西部アーネム・ランドのディジュリドゥの伴奏をともなった伝統曲は、F~G#ほどのハイピッチなディジュリドゥとハイボイスという組み合わせか、C~D#ほどのローピッチなディジュリドゥとハイ・ハイボイスという組み合わせの2系統に分かれているようです。

ハイピッチの場合に合わせる声は高くてもオクターブ上までが一般的で、それ以上の曲はレア。ローピッチの場合はオクターブ上以上からスタートする曲が多数を占める。

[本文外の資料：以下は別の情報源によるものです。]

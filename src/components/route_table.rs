//! Route table component
//!
//! Renders the current page of routes with headers and aligned columns.
//! Cells are measured and truncated by display width, since airport names
//! are not all ASCII.

use crate::action::Action;
use crate::component::Component;
use crate::model::{Dataset, Route};
use anyhow::Result;
use ratatui::{
    layout::Rect,
    style::{Color, Modifier, Style},
    text::{Line, Span},
    widgets::{Block, Borders, Paragraph, Scrollbar, ScrollbarOrientation, ScrollbarState},
    Frame,
};
use unicode_width::{UnicodeWidthChar, UnicodeWidthStr};

/// Column headers of the routes table
pub const HEADERS: [&str; 3] = ["Airline", "Source Airport", "Destination Airport"];

/// Widest a column may grow, in terminal cells
const MAX_COLUMN_WIDTH: usize = 40;

/// Table of the routes on the current page
#[derive(Default)]
pub struct RouteTableComponent {
    /// One row per route: airline, source and destination names
    rows: Vec<[String; 3]>,
    /// Vertical scroll, for terminals shorter than a page
    scroll: usize,
    /// Inner height of the table at the last draw
    visible_height: usize,
}

impl RouteTableComponent {
    pub fn new() -> Self {
        Self::default()
    }

    /// Replace the displayed routes, resolving ids and codes to names
    pub fn set_routes(&mut self, dataset: &Dataset, routes: &[&Route]) {
        self.rows = routes
            .iter()
            .map(|route| {
                [
                    dataset.airline_name(route.airline_id),
                    dataset.airport_name(&route.source_airport_code),
                    dataset.airport_name(&route.destination_airport_code),
                ]
            })
            .collect();
        self.clamp_scroll();
    }

    /// Back to the top, used when the page changes
    pub fn reset_scroll(&mut self) {
        self.scroll = 0;
    }

    /// Lines the table renders: header and separator plus rows, or the empty notice
    fn content_len(&self) -> usize {
        if self.rows.is_empty() {
            3
        } else {
            self.rows.len() + 2
        }
    }

    /// Largest scroll that still fills the viewport; 0 when everything fits
    fn max_scroll(&self) -> usize {
        self.content_len().saturating_sub(self.visible_height)
    }

    fn clamp_scroll(&mut self) {
        self.scroll = self.scroll.min(self.max_scroll());
    }

    #[cfg(test)]
    pub fn rows(&self) -> &[[String; 3]] {
        &self.rows
    }

    /// Build table lines from headers and rows
    pub fn build_table_lines(rows: &[[String; 3]]) -> Vec<Line<'static>> {
        if rows.is_empty() {
            return vec![
                header_line(&column_widths(rows)),
                Line::from(""),
                Line::from(Span::styled(
                    "No routes match the selected filters",
                    Style::default().fg(Color::Yellow),
                )),
            ];
        }

        let widths = column_widths(rows);
        let mut lines = vec![header_line(&widths)];

        let separator = widths
            .iter()
            .map(|w| "─".repeat(*w))
            .collect::<Vec<_>>()
            .join("─┼─");
        lines.push(Line::from(Span::styled(
            separator,
            Style::default().fg(Color::DarkGray),
        )));

        for row in rows {
            let spans: Vec<Span> = row
                .iter()
                .zip(widths.iter())
                .enumerate()
                .flat_map(|(i, (cell, width))| {
                    let style = if i == 0 {
                        Style::default().fg(Color::Cyan)
                    } else {
                        Style::default().fg(Color::White)
                    };
                    vec![Span::styled(fit(cell, *width), style), Span::raw(" │ ")]
                })
                .collect();
            lines.push(Line::from(spans));
        }

        lines
    }
}

fn column_widths(rows: &[[String; 3]]) -> [usize; 3] {
    let mut widths = HEADERS.map(|h| h.width());
    for row in rows {
        for (width, cell) in widths.iter_mut().zip(row.iter()) {
            *width = (*width).max(cell.width());
        }
    }
    widths.map(|w| w.min(MAX_COLUMN_WIDTH))
}

fn header_line(widths: &[usize; 3]) -> Line<'static> {
    let spans: Vec<Span> = HEADERS
        .iter()
        .zip(widths.iter())
        .flat_map(|(header, width)| {
            vec![
                Span::styled(
                    fit(header, *width),
                    Style::default()
                        .fg(Color::Cyan)
                        .add_modifier(Modifier::BOLD),
                ),
                Span::raw(" │ "),
            ]
        })
        .collect();
    Line::from(spans)
}

/// Pad or truncate `cell` to exactly `width` display cells
pub fn fit(cell: &str, width: usize) -> String {
    let cell_width = cell.width();
    if cell_width <= width {
        return format!("{}{}", cell, " ".repeat(width - cell_width));
    }

    let budget = width.saturating_sub(3);
    let mut out = String::new();
    let mut used = 0;
    for c in cell.chars() {
        let w = c.width().unwrap_or(0);
        if used + w > budget {
            break;
        }
        out.push(c);
        used += w;
    }
    let dots = "...".chars().take(width - used).collect::<String>();
    used += dots.len();
    out.push_str(&dots);
    out.push_str(&" ".repeat(width - used));
    out
}

impl Component for RouteTableComponent {
    fn update(&mut self, action: Action) -> Result<Option<Action>> {
        match action {
            Action::ScrollDown => {
                if self.scroll < self.max_scroll() {
                    self.scroll += 1;
                }
            }
            Action::ScrollUp => {
                self.scroll = self.scroll.saturating_sub(1);
            }
            _ => {}
        }
        Ok(None)
    }

    fn draw(&mut self, frame: &mut Frame, area: Rect) -> Result<()> {
        let content = Self::build_table_lines(&self.rows);
        let visible_height = area.height.saturating_sub(2) as usize;
        let total = content.len();

        self.visible_height = visible_height;
        self.clamp_scroll();

        let paragraph = Paragraph::new(content)
            .block(
                Block::default()
                    .borders(Borders::ALL)
                    .title(" Routes ")
                    .border_style(Style::default().fg(Color::DarkGray)),
            )
            .scroll((self.scroll as u16, 0));

        frame.render_widget(paragraph, area);

        if total > visible_height {
            let mut scrollbar_state =
                ScrollbarState::new(total.saturating_sub(visible_height)).position(self.scroll);

            frame.render_stateful_widget(
                Scrollbar::new(ScrollbarOrientation::VerticalRight)
                    .begin_symbol(Some("↑"))
                    .end_symbol(Some("↓")),
                area.inner(ratatui::layout::Margin {
                    vertical: 1,
                    horizontal: 0,
                }),
                &mut scrollbar_state,
            );
        }

        Ok(())
    }
}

この製作者不明のMakoはD#+なので、歌の高低差を生かしたローピッチ系の曲の伴奏にぴったりはまる(Malwa Gunborgなど)。

まず目に飛び込むのは伝統的な手法でのみ採用される昨今珍しくなったジョイント・マウスピース。本体にガッチリと組み込むには高い技術が必要で、以前に中央アーネム・ランドの名工のジョイント・マウスピースの分解修理した際には、ねじのような螺旋状の切り込みを入れて食いつきをよくしてありました。

このMakoのマウスピースがどういうふうに作られているかは不明ですが、しっかりと固定されていて接合部分にはシュガーバグのミツロウが詰められています。

ジョイントして小さくしてあるとはいえ、それでも内径「3.7-4.1cm」もあるマウスピースはバランダ(ノン・アボリジナル)のディジュリドゥ奏者にとっては巨大に感じるでしょう。

しかしローピッチで大きな空洞の本体に極端に小さいマウスピースをジョイントさせるとかなり鳴らしにくくなるのは必至で、この本体に対してジャストサイズなマウスピースをジョイントさせていると考えられます。

そして、彼らにとってこれくらいのマウスピースの方が鳴らしやすさを感じるんじゃないかと推測されます。実際、伝統奏法の基本である唇依存の演奏をせずに舌にのせる演奏をすれば、演奏者のスキルにもよりますが個人的には無理なく乗りこなすことができるタイプの楽器に感じました。

音量もしっかりとあって、出音全体がディープ。イダキ的なフルサウンドなディープさはMakoという楽器にはありませんが、洞窟の中で鳴らしているかのようなリバーヴ感があり、楽器の中に響き合ってる印象が強い。

マウスサウンドと中低音が重なってのっぺりとしたローピッチのMako特有のうねりと、高音域のホワンホワンした倍音の対比が心地よい。

ディープなサウンドとしっかりとした音量をかねそなえたジョイント・マウスピースのD#のMako。唄とセットで伝統曲の伴奏をディジュリドゥで演奏するならマストなピッチで、実践的に挑める作品です。ハードコアなバンブーマンにおすすめ!